▶ **WORK TASK**
Return each line exactly as written. Begin with the first line of the entries and end with the line that has "let swatch = app.background.as_deref().and_then(Rgb::parse);".

Excerpts from a dataset:
*-*-*

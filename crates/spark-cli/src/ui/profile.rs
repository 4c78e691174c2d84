//! The viewer's own profile, kept live by its listener.

use chrono::Local;
use ratatui::{
  Frame,
  layout::Rect,
  style::{Color, Modifier, Style},
  text::{Line, Span},
  widgets::{Block, Borders, Paragraph, Wrap},
};
use spark_core::{age::age_label, source::ProfileSource};
use spark_discover::card::{ANONYMOUS_NAME, NO_BANNERS_MESSAGE, Rgb};

use super::rgb;
use crate::app::App;

pub fn draw<S: ProfileSource + 'static>(f: &mut Frame, area: Rect, app: &App<S>) {
  let block = Block::default()
    .title(" My profile ")
    .borders(Borders::ALL)
    .border_style(Style::default().fg(Color::DarkGray));
  let inner = block.inner(area);
  f.render_widget(block, area);

  let mut lines: Vec<Line> = Vec::new();

  // Background swatch first: it is known even before the profile arrives.
  let swatch = app.background.as_deref().and_then(Rgb::parse);
  let source = if app.background_is_cached { "  (cached)" } else { "" };
  lines.push(match (app.background.as_deref(), swatch) {
    (Some(raw), Some(c)) => Line::from(vec![
      label("Background"),
      Span::styled("      ", Style::default().bg(rgb(c))),
      Span::raw(format!(" {raw}")),
      Span::styled(source, Style::default().fg(Color::DarkGray)),
    ]),
    (Some(raw), None) => Line::from(vec![label("Background"), Span::raw(raw.to_string())]),
    (None, _) => Line::from(vec![label("Background"), dim("not set")]),
  });

  let Some(profile) = &app.own_profile else {
    lines.push(Line::from(""));
    lines.push(Line::from(dim("Your profile has not loaded yet.")));
    f.render_widget(Paragraph::new(lines), inner);
    return;
  };

  let today = Local::now().date_naive();
  lines.push(Line::from(vec![
    label("Name"),
    Span::styled(
      profile
        .display_name()
        .unwrap_or_else(|| ANONYMOUS_NAME.to_string()),
      Style::default().add_modifier(Modifier::BOLD),
    ),
  ]));
  lines.push(Line::from(vec![
    label("Age"),
    Span::raw(age_label(profile.birth_date.as_deref(), today)),
  ]));
  lines.push(Line::from(vec![
    label("Email"),
    Span::raw(profile.email.clone().unwrap_or_default()),
  ]));
  lines.push(Line::from(vec![
    label("Photo"),
    match &profile.profile_photo_url {
      Some(url) => Span::raw(url.clone()),
      None => dim("none"),
    },
  ]));

  lines.push(Line::from(""));
  lines.push(Line::from(label("Banners")));
  if profile.selected_profile_banners.is_empty() {
    lines.push(Line::from(dim(NO_BANNERS_MESSAGE)));
  }
  for banner in &profile.selected_profile_banners {
    let fg = banner
      .text_color
      .as_deref()
      .and_then(Rgb::parse)
      .map_or(Color::White, rgb);
    let bg = banner
      .gradient_colors
      .first()
      .and_then(|c| Rgb::parse(c))
      .map_or(Color::DarkGray, rgb);
    lines.push(Line::from(Span::styled(
      format!(" {}: {} ", banner.label, banner.value),
      Style::default().fg(fg).bg(bg),
    )));
  }

  f.render_widget(Paragraph::new(lines).wrap(Wrap { trim: false }), inner);
}

fn label(text: &str) -> Span<'static> {
  Span::styled(
    format!("{text:<12}"),
    Style::default()
      .fg(Color::Cyan)
      .add_modifier(Modifier::BOLD),
  )
}

fn dim(text: &str) -> Span<'static> {
  Span::styled(text.to_string(), Style::default().fg(Color::DarkGray))
}
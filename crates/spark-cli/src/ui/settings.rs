//! Settings — connection details and logout.

use ratatui::{
  Frame,
  layout::Rect,
  style::{Color, Modifier, Style},
  text::{Line, Span},
  widgets::{Block, Borders, Paragraph},
};
use spark_core::source::ProfileSource;

use crate::app::App;

pub fn draw<S: ProfileSource + 'static>(f: &mut Frame, area: Rect, app: &App<S>) {
  let block = Block::default()
    .title(" Settings ")
    .borders(Borders::ALL)
    .border_style(Style::default().fg(Color::DarkGray));
  let inner = block.inner(area);
  f.render_widget(block, area);

  let key = Style::default()
    .fg(Color::Cyan)
    .add_modifier(Modifier::BOLD);
  let profile_id = app
    .viewer
    .id
    .as_ref()
    .map_or_else(|| "(not found)".to_string(), ToString::to_string);

  let lines = vec![
    Line::from(vec![
      Span::styled(format!("{:<14}", "Signed in as"), key),
      Span::raw(app.viewer.email.clone()),
    ]),
    Line::from(vec![
      Span::styled(format!("{:<14}", "Profile id"), key),
      Span::raw(profile_id),
    ]),
    Line::from(vec![
      Span::styled(format!("{:<14}", "Profiles from"), key),
      Span::raw(app.source_label.clone()),
    ]),
    Line::from(vec![
      Span::styled(format!("{:<14}", "In feed"), key),
      Span::raw(app.discover.queue().len().to_string()),
    ]),
    Line::from(""),
    Line::from(Span::styled(
      "[L] Log out",
      Style::default().fg(Color::Red),
    )),
  ];

  f.render_widget(Paragraph::new(lines), inner);
}
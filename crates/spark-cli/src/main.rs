//! `spark` — terminal discover feed.
//!
//! # Usage
//!
//! ```
//! spark --email me@example.com --url https://profiles.example.com
//! spark --email me@example.com --db spark.db
//! spark import profiles.json
//! ```

mod app;
mod client;
mod ui;

use std::{
  fs::File,
  io,
  path::{Path, PathBuf},
  sync::{Arc, Mutex},
  time::{Duration, Instant},
};

use anyhow::{Context, Result, bail};
use app::App;
use clap::{Parser, Subcommand};
use client::{ApiClient, ApiConfig};
use crossterm::{
  event::{self, DisableMouseCapture, EnableMouseCapture, Event},
  execute,
  terminal::{EnterAlternateScreen, LeaveAlternateScreen, disable_raw_mode, enable_raw_mode},
};
use ratatui::{Terminal, backend::CrosstermBackend};
use serde::Deserialize;
use spark_core::{
  cache::{LocalCache, SESSION_EMAIL_KEY},
  profile::{CandidateProfile, RawProfile},
  session::ActiveUser,
  source::ProfileSource,
};
use spark_store_sqlite::SqliteStore;
use tracing::{info, level_filters::LevelFilter, warn};
use tracing_subscriber::EnvFilter;

// ─── CLI args ─────────────────────────────────────────────────────────────────

#[derive(Parser, Debug)]
#[command(name = "spark", about = "Swipe through profiles from the terminal")]
struct Args {
  #[command(subcommand)]
  command: Option<Command>,

  /// Path to a TOML config file (url, token, email, db, poll_secs).
  #[arg(short, long, value_name = "FILE", global = true)]
  config: Option<PathBuf>,

  /// Base URL of the profile API. Without one, profiles are read from the
  /// local database.
  #[arg(long, env = "SPARK_URL", global = true)]
  url: Option<String>,

  /// Bearer token for the profile API.
  #[arg(long, env = "SPARK_TOKEN", global = true)]
  token: Option<String>,

  /// Email of the signed-in user (default: the last session).
  #[arg(long, env = "SPARK_EMAIL", global = true)]
  email: Option<String>,

  /// Local SQLite database (default: spark.db).
  #[arg(long, env = "SPARK_DB", global = true)]
  db: Option<PathBuf>,

  /// Where to write logs; the terminal belongs to the UI.
  #[arg(long, default_value = "spark.log", global = true)]
  log_file: PathBuf,
}

#[derive(Subcommand, Debug)]
enum Command {
  /// Load a JSON array of profile documents into the local database.
  Import {
    file: PathBuf,
  },
}

// ─── Config file ──────────────────────────────────────────────────────────────

/// Shape of the optional TOML config file.
#[derive(Deserialize, Default)]
struct ConfigFile {
  #[serde(default)]
  url:       String,
  #[serde(default)]
  token:     String,
  #[serde(default)]
  email:     String,
  #[serde(default)]
  db:        String,
  poll_secs: Option<u64>,
}

fn non_empty(s: &str) -> Option<String> { (!s.is_empty()).then(|| s.to_string()) }

fn init_tracing(path: &Path) -> Result<()> {
  let file = File::options()
    .create(true)
    .append(true)
    .open(path)
    .with_context(|| format!("opening log file {}", path.display()))?;

  tracing_subscriber::fmt()
    .with_env_filter(
      EnvFilter::builder()
        .with_default_directive(LevelFilter::INFO.into())
        .from_env_lossy(),
    )
    .with_ansi(false)
    .with_writer(Mutex::new(file))
    .init();
  Ok(())
}

// ─── Entry point ──────────────────────────────────────────────────────────────

#[tokio::main]
async fn main() -> Result<()> {
  let args = Args::parse();

  let file_cfg: ConfigFile = if let Some(path) = &args.config {
    let raw = std::fs::read_to_string(path)
      .with_context(|| format!("reading config file {}", path.display()))?;
    toml::from_str(&raw).context("parsing config file")?
  } else {
    ConfigFile::default()
  };

  init_tracing(&args.log_file)?;

  // CLI flags override config file, which overrides defaults.
  let db_path = args
    .db
    .or_else(|| non_empty(&file_cfg.db).map(PathBuf::from))
    .unwrap_or_else(|| PathBuf::from("spark.db"));
  let store = SqliteStore::open(&db_path)
    .await
    .with_context(|| format!("opening database {}", db_path.display()))?;

  if let Some(Command::Import { file }) = &args.command {
    let json = std::fs::read_to_string(file)
      .with_context(|| format!("reading {}", file.display()))?;
    let written = store.import_json(&json).await.context("importing profiles")?;
    println!("imported {written} profiles into {}", db_path.display());
    return Ok(());
  }

  let email = match args.email.or_else(|| non_empty(&file_cfg.email)) {
    Some(email) => email,
    None => match store.get(SESSION_EMAIL_KEY).await.context("reading session")? {
      Some(email) => email,
      None => bail!("no signed-in user: pass --email or set SPARK_EMAIL"),
    },
  };
  store
    .set(SESSION_EMAIL_KEY, &email)
    .await
    .context("saving session")?;

  match args.url.or_else(|| non_empty(&file_cfg.url)) {
    Some(base_url) => {
      let client = ApiClient::new(ApiConfig {
        base_url: base_url.clone(),
        token: args.token.or_else(|| non_empty(&file_cfg.token)),
        poll_interval: Duration::from_secs(file_cfg.poll_secs.unwrap_or(5)),
      })?;
      run(Arc::new(client), email, store, base_url).await
    }
    None => {
      let label = format!("local database {}", db_path.display());
      run(Arc::new(store.clone()), email, store, label).await
    }
  }
}

/// Look up the signed-in user's own profile so it can be excluded by id and
/// shown on the profile screen.
async fn resolve_viewer<S: ProfileSource>(
  source: &S,
  email: String,
) -> (ActiveUser, Option<RawProfile>) {
  let viewer = ActiveUser::new(email);
  let all = match source.fetch_all_profiles().await {
    Ok(all) => all,
    Err(e) => {
      warn!("resolving own profile: {e}");
      return (viewer, None);
    }
  };
  match all
    .into_iter()
    .find(|raw| viewer.owns(&CandidateProfile::from_raw(raw)))
  {
    Some(own) => (viewer.with_id(own.id.clone()), Some(own)),
    None => (viewer, None),
  }
}

async fn run<S: ProfileSource + 'static>(
  source: Arc<S>,
  email: String,
  cache: SqliteStore,
  source_label: String,
) -> Result<()> {
  let (viewer, own) = resolve_viewer(source.as_ref(), email).await;
  info!(email = %viewer.email, id = ?viewer.id, source = %source_label, "starting");

  let (width, _) = crossterm::terminal::size().context("reading terminal size")?;
  let mut app = App::new(source, viewer, own, cache, source_label, f32::from(width)).await;

  // Set up the terminal.
  enable_raw_mode().context("enabling raw mode")?;
  let mut stdout = io::stdout();
  execute!(stdout, EnterAlternateScreen, EnableMouseCapture)
    .context("entering alternate screen")?;
  let backend = CrosstermBackend::new(stdout);
  let mut terminal = Terminal::new(backend).context("creating terminal")?;

  let run_result = run_event_loop(&mut terminal, &mut app).await;

  // Restore terminal regardless of result.
  disable_raw_mode().ok();
  execute!(terminal.backend_mut(), LeaveAlternateScreen, DisableMouseCapture).ok();
  terminal.show_cursor().ok();

  if app.signed_out {
    println!("Signed out of {}.", app.viewer.email);
  }
  run_result
}

// ─── Event loop ───────────────────────────────────────────────────────────────

async fn run_event_loop<S: ProfileSource + 'static>(
  terminal: &mut Terminal<CrosstermBackend<io::Stdout>>,
  app: &mut App<S>,
) -> Result<()> {
  loop {
    app.tick(Instant::now()).await;
    terminal
      .draw(|f| ui::draw(f, app, Instant::now()))
      .context("drawing frame")?;

    // Short poll keeps swipe animations moving between inputs.
    let maybe_event = tokio::task::block_in_place(|| {
      if event::poll(Duration::from_millis(16))? {
        Ok::<_, io::Error>(Some(event::read()?))
      } else {
        Ok(None)
      }
    })?;

    match maybe_event {
      Some(Event::Key(key)) => {
        if !app.handle_key(key, Instant::now()).await {
          break;
        }
      }
      Some(Event::Mouse(mouse)) => app.handle_mouse(mouse, Instant::now()),
      Some(Event::Resize(width, _)) => app.resize(width),
      _ => {}
    }
  }

  Ok(())
}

*-*-*

▶ **RESULT FOR THIS EXERCISE**
filename crates/spark-cli/src/ui/profile.rs
repository 4c78e691174c2d84
//! The viewer's own profile, kept live by its listener.

use chrono::Local;
use ratatui::{
  Frame,
  layout::Rect,
  style::{Color, Modifier, Style},
  text::{Line, Span},
  widgets::{Block, Borders, Paragraph, Wrap},
};
use spark_core::{age::age_label, source::ProfileSource};
use spark_discover::card::{ANONYMOUS_NAME, NO_BANNERS_MESSAGE, Rgb};

use super::rgb;
use crate::app::App;

pub fn draw<S: ProfileSource + 'static>(f: &mut Frame, area: Rect, app: &App<S>) {
  let block = Block::default()
    .title(" My profile ")
    .borders(Borders::ALL)
    .border_style(Style::default().fg(Color::DarkGray));
  let inner = block.inner(area);
  f.render_widget(block, area);

  let mut lines: Vec<Line> = Vec::new();

  // Background swatch first: it is known even before the profile arrives.
  let swatch = app.background.as_deref().and_then(Rgb::parse);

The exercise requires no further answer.